* **Supplied material**
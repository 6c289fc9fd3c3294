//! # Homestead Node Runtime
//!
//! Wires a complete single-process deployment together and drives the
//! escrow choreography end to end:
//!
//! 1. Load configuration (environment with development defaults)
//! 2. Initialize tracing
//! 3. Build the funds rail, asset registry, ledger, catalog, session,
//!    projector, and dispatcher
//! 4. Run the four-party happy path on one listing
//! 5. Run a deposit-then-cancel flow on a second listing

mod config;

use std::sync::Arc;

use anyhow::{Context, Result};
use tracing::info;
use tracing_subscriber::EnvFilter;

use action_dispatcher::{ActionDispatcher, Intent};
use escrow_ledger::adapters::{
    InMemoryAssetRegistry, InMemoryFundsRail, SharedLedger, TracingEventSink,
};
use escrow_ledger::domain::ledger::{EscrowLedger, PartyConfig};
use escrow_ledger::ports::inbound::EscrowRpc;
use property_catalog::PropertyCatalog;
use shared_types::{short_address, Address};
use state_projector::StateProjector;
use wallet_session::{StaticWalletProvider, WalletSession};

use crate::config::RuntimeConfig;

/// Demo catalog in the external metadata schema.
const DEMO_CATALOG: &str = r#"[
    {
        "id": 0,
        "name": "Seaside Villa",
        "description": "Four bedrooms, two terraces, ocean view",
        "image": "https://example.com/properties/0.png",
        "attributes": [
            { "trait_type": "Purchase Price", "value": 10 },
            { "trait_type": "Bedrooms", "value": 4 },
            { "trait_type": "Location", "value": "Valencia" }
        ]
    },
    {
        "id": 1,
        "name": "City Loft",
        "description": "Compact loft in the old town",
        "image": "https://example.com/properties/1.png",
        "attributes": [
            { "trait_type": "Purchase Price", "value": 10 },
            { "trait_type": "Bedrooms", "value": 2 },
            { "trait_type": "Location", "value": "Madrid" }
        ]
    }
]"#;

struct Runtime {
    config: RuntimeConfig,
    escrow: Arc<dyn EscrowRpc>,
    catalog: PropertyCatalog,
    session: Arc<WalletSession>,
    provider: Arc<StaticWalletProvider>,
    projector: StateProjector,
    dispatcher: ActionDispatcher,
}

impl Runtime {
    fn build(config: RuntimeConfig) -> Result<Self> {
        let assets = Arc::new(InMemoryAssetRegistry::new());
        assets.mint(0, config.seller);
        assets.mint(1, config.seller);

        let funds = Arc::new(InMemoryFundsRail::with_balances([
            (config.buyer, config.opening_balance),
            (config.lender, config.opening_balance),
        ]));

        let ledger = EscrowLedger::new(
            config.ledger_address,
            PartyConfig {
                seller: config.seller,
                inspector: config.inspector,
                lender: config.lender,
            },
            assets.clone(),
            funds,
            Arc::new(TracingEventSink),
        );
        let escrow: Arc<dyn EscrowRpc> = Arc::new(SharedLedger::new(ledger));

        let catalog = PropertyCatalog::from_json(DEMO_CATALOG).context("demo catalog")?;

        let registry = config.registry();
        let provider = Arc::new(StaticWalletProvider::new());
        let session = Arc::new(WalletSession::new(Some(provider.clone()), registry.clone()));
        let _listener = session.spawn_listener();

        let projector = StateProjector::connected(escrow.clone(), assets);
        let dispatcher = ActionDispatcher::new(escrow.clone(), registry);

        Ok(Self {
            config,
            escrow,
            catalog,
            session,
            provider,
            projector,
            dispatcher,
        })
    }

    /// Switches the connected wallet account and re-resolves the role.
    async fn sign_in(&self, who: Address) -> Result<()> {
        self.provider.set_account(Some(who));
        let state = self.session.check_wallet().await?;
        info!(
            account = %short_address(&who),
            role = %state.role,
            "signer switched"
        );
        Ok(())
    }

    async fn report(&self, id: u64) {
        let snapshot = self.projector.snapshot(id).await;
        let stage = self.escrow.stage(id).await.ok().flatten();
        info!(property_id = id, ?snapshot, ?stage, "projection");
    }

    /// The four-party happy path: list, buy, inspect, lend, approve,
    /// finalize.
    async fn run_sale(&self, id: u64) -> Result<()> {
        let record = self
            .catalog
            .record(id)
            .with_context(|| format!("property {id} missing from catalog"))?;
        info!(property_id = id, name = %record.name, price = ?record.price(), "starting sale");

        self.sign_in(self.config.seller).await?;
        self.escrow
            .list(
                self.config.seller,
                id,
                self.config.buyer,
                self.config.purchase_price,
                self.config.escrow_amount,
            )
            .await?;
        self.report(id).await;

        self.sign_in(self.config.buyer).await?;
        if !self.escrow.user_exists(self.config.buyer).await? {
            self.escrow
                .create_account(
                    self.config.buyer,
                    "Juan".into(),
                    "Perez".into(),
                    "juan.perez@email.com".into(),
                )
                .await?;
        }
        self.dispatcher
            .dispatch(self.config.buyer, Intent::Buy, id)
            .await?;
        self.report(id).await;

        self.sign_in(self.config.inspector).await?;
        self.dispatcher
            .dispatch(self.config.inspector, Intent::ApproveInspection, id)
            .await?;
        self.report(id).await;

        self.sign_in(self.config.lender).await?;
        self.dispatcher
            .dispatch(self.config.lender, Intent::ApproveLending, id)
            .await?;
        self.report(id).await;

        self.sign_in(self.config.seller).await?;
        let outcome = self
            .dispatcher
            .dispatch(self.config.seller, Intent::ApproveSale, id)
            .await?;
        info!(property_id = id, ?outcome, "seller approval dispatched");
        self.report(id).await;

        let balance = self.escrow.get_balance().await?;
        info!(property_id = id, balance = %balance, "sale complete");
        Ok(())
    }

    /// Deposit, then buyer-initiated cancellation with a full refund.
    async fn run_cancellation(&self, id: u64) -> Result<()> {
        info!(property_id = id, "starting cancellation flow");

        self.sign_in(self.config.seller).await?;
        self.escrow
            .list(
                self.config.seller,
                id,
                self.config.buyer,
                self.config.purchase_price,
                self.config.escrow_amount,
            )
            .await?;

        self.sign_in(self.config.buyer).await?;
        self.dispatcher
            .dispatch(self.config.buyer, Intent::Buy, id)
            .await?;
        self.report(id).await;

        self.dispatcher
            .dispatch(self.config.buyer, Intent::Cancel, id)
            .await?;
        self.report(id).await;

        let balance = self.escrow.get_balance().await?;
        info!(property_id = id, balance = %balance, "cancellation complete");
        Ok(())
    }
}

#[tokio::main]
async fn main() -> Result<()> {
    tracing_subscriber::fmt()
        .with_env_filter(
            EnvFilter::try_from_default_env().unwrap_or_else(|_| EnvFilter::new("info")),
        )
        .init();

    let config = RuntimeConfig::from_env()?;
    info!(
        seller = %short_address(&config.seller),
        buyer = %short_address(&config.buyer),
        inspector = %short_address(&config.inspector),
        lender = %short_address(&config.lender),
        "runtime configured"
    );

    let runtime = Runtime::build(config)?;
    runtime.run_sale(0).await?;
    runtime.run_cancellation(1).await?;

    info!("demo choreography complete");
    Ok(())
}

* **About this task**
What you write must be the entries restated word for word, from the opening line through the one holding "3. Build the", with nothing else.

* **Exercise result**
repository 6c289fc9fd3c3294
//! # Homestead Node Runtime
//!
//! Wires a complete single-process deployment together and drives the
//! escrow choreography end to end:
//!
//! 1. Load configuration (environment with development defaults)
//! 2. Initialize tracing
//! 3. Build the funds rail, asset registry, ledger, catalog, session,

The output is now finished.